::: Task material
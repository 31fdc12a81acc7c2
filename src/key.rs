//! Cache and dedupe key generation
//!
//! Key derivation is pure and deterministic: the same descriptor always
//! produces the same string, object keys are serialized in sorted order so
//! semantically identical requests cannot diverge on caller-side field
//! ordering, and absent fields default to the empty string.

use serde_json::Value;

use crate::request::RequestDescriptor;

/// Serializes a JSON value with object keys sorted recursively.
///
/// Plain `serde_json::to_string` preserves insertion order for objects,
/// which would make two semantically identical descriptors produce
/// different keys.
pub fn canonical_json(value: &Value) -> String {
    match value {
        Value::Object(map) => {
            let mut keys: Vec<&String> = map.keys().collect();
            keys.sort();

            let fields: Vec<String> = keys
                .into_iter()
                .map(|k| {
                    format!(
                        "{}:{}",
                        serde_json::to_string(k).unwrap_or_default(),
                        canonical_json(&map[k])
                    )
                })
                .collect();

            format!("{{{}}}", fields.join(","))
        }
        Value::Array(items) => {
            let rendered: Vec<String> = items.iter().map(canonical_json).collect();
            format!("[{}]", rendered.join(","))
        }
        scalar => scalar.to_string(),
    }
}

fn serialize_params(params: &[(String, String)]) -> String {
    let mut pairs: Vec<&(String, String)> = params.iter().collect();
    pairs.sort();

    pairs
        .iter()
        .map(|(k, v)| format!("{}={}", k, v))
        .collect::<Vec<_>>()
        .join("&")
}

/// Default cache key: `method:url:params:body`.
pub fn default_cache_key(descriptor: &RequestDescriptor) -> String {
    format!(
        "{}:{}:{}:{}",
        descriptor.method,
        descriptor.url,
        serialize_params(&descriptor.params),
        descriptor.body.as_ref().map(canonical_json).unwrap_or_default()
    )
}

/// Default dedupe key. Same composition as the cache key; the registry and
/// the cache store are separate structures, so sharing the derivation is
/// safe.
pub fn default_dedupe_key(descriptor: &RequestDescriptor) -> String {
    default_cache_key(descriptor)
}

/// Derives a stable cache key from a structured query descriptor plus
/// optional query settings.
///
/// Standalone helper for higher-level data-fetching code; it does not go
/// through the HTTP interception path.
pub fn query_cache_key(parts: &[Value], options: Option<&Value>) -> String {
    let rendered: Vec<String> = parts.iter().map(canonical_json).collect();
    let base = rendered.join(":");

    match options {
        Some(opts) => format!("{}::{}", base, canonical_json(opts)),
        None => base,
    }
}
::::::
- Your objective: Your task is to repeat the records exactly. Begin at their first line and stop after the line containing "on caller-side field".

- Task response:
repository 31fdc12a81acc7c2
filename src/key.rs
//! Cache and dedupe key generation
//!
//! Key derivation is pure and deterministic: the same descriptor always
//! produces the same string, object keys are serialized in sorted order so
//! semantically identical requests cannot diverge on caller-side field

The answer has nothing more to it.